- Many people entering the traditional home-buying years already have debt – student loans, of course.
- Still, it's possible to get a mortgage while juggling the loans, experts say.
Many people entering the traditional home-buying years already have debt – student loans, of course.
And those loans can make landing in a new house trickier.
"Although many Americans have student loans, mortgage companies will still evaluate these outstanding debts while making their decision to approve or deny these borrowers," said Elaine Griffin Rubin, senior contributor and communications specialist at Edvisors.
Today, more than two-thirds of college graduates have student debt, compared with less than 50% in the early 1990s. And, back then, the average balance was $9,000 – now it's $30,000. The typical monthly bill is nearly $400. Americans are now more burdened by student debt than they are by credit card or auto debt.
The results are in: As debt rises, young homeownership rates are falling. For every 10% in student loan debt a person holds, their chance of home ownership drops 1 to 2 percentage points during their first five years after school, according to the Federal Reserve. More than 80% of people aged 22 to 35 with student debt who haven't bought a house yet blame their educational loans, according to the National Association of Realtors.

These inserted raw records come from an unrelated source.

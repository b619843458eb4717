//! End-to-end scenarios driving a real broker against real
//! `plantd-client`/`plantd-worker` endpoints over TCP.

use std::time::Duration;

use bytes::Bytes;
use plantd_broker::BrokerConfig;
use plantd_client::Client;
use plantd_worker::{Worker, WorkerConfig};

fn test_addr() -> std::net::SocketAddr {
    let port = portpicker::pick_unused_port().expect("free port");
    format!("127.0.0.1:{port}").parse().unwrap()
}

async fn spawn_broker(addr: std::net::SocketAddr, config: BrokerConfig) -> flume::Sender<()> {
    let (shutdown_tx, shutdown_rx) = flume::unbounded();
    compio::runtime::spawn(async move {
        let _ = plantd_broker::run(addr, config, shutdown_rx).await;
    })
    .detach();
    compio::time::sleep(Duration::from_millis(30)).await;
    shutdown_tx
}

#[compio::test]
async fn single_worker_happy_path() {
    let addr = test_addr();
    let _shutdown = spawn_broker(addr, BrokerConfig::default()).await;

    let mut worker = Worker::new(addr, Bytes::from_static(b"echo"), WorkerConfig::default());
    compio::runtime::spawn(async move {
        let _ = worker
            .serve(|payload: Vec<Bytes>| payload)
            .await;
    })
    .detach();
    compio::time::sleep(Duration::from_millis(50)).await;

    let mut client = Client::connect(addr).await.expect("client connects");
    let reply = client
        .send("echo", vec![Bytes::from_static(b"hello")])
        .await
        .expect("reply arrives");
    assert_eq!(reply, vec![Bytes::from_static(b"hello")]);
}

#[compio::test]
async fn mmi_discovery_reports_present_and_absent_services() {
    let addr = test_addr();
    let _shutdown = spawn_broker(addr, BrokerConfig::default()).await;

    let mut worker = Worker::new(addr, Bytes::from_static(b"known"), WorkerConfig::default());
    compio::runtime::spawn(async move {
        let _ = worker.serve(|payload: Vec<Bytes>| payload).await;
    })
    .detach();
    compio::time::sleep(Duration::from_millis(50)).await;

    let mut client = Client::connect(addr).await.expect("client connects");

    let present = client
        .lookup_service("known")
        .await
        .expect("mmi reply arrives");
    assert!(present);

    let absent = client
        .lookup_service("unknown-service")
        .await
        .expect("mmi reply arrives");
    assert!(!absent);
}

#[compio::test]
async fn concurrent_clients_each_get_their_own_reply_through_one_worker() {
    let addr = test_addr();
    let _shutdown = spawn_broker(addr, BrokerConfig::default()).await;

    let mut worker = Worker::new(addr, Bytes::from_static(b"sequencer"), WorkerConfig::default());
    compio::runtime::spawn(async move {
        let _ = worker
            .serve(|payload: Vec<Bytes>| {
                std::thread::sleep(Duration::from_millis(20));
                payload
            })
            .await;
    })
    .detach();
    compio::time::sleep(Duration::from_millis(50)).await;

    let mut handles = Vec::new();
    for i in 0u8..3 {
        let addr = addr;
        handles.push(compio::runtime::spawn(async move {
            let mut client = Client::connect(addr).await.expect("client connects");
            client
                .send("sequencer", vec![Bytes::from(vec![i])])
                .await
                .expect("reply arrives")
        }));
    }

    for (i, handle) in handles.into_iter().enumerate() {
        let reply = handle.await.unwrap();
        assert_eq!(reply, vec![Bytes::from(vec![i as u8])]);
    }
}

#[compio::test]
async fn three_workers_split_nine_requests_round_robin_by_ready_order() {
    let addr = test_addr();
    let _shutdown = spawn_broker(addr, BrokerConfig::default()).await;

    for tag in 0u8..3 {
        let mut worker = Worker::new(addr, Bytes::from_static(b"rr"), WorkerConfig::default());
        compio::runtime::spawn(async move {
            let _ = worker
                .serve(move |_payload: Vec<Bytes>| vec![Bytes::from(vec![tag])])
                .await;
        })
        .detach();
        // Stagger READY arrival so the broker's idle queue has a
        // deterministic order to round-robin against.
        compio::time::sleep(Duration::from_millis(30)).await;
    }

    let mut client = Client::connect(addr).await.expect("client connects");
    let mut order = Vec::new();
    for _ in 0..9 {
        let reply = client
            .send("rr", vec![Bytes::from_static(b"ping")])
            .await
            .expect("reply arrives");
        order.push(reply[0][0]);
    }

    assert_eq!(order, vec![0, 1, 2, 0, 1, 2, 0, 1, 2]);
}

#[compio::test]
async fn worker_expiry_removes_dead_worker_from_idle_queue() {
    let addr = test_addr();
    let mut config = BrokerConfig::default();
    config.heartbeat_interval = Duration::from_millis(40);
    config.heartbeat_liveness = 2;
    let _shutdown = spawn_broker(addr, config).await;

    let mut worker = Worker::new(addr, Bytes::from_static(b"flaky"), WorkerConfig::default());
    let worker_task = compio::runtime::spawn(async move {
        let _ = compio::time::timeout(
            Duration::from_millis(60),
            worker.serve(|payload: Vec<Bytes>| payload),
        )
        .await;
    });
    compio::time::sleep(Duration::from_millis(30)).await;
    worker_task.await.unwrap();

    // The worker's task has stopped sending heartbeats (it timed out and
    // returned); after the liveness window the broker should drop it and
    // report the service as having no idle worker.
    compio::time::sleep(Duration::from_millis(150)).await;

    let mut client = Client::connect(addr).await.expect("client connects");
    client.set_timeout(Duration::from_millis(150));
    client.set_retries(0);
    let present = client
        .lookup_service("flaky")
        .await
        .expect("mmi reply arrives");
    assert!(!present);
}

Still, it's entirely possible to get a mortgage while juggling student debt, experts say.
The student loans will affect your eligibility for a mortgage in two ways, said Mark Kantrowitz, the publisher of SavingForCollege.com.
For one, your payment history on the loans will impact your credit score, he said.
If you fall behind on your monthly bills to your servicer, expect your score to drop.
"This can reduce your likelihood of loan approval and increase the interest rate you pay," Kantrowitz said.
As you save up for a down payment, or get ready to apply for a mortgage, staying current on your student loans will be important.
Your monthly payment will also be factored into your debt-to-income ratio, which lenders use to measure your ability to keep up with mortgage payments.
"There are limits on the percentage of your income that can be devoted to repaying all debts, including student loans," Kantrowitz said.
Therefore, you may want to consider switching into a student loan repayment plan that lowers your monthly obligation, such as the extended repayment plan or an income-driven one. (Fannie Mae, the federal mortgage giant, made it easier for student loan borrowers to get a mortgage in 2017, by allowing lenders to consider their lower, flexible payments on these repayment plans.)
Kantrowitz recommends borrowers change their repayment plan at least a year before they apply for a mortgage.
Owning a house will not impact your monthly student loan payments on an income-driven repayment plan, said Betsy Mayotte, president of The Institute of Student Loan Advisors, a nonprofit that helps student loan borrowers with free advice and dispute resolution.
That's because the plans, Mayotte said, "are based only on income and family size, not on assets or other debts." (Mayotte's organization will soon be hosting sessions in Boston on how student loan borrowers can become homeowners.)
Various government agencies that back mortgages, from the U.S. Department of Veterans Affairs to the U.S. Department of Agriculture, will use different formulas to calculate how much of a burden your student debt poses. As a result, Kantrowitz said, "it might be helpful to use a mortgage broker who works with all of the different government programs."
On the other side of the balance sheet, if you plan to soon buy a house, it's a great time to try to lift your income, "especially if you think you deserve a raise or promotion," Griffin Rubin said.
"If this isn't an option, it may be time to see if you have the ability to earn extra money with a second job," he added.
Avoid deferments or forbearances in your lead-up to homeownership. While they'll bring your monthly payment down to zero, they signal financial hardship to lenders, Kantrowitz said.
Several states have put into place programs to ease the burden of student debt, making homeownership more possible.
If you've defaulted or fallen behind on your student loans, getting a mortgage will be more difficult, Kantrowitz said. Such borrowers might want to see if a parent can buy the house.
If the property is bought through a trust, the child will inherit the house when the parent dies. (There are also, of course, a number of ways to climb out of the red and become current on your loan again.)
Another option: You can apply for a mortgage with another person. That will show a higher income, and you'll have another credit score to rely on.
"It may be worth it to borrow the mortgage with your spouse," Griffin Rubin said. "If you're not married, maybe your significant other, family member or friend may be a choice for you."
In the end, if you're having a hard time finding a bank that will work with you, "the answer will be clear," Griffin Rubin said. "Focus on paying down debts."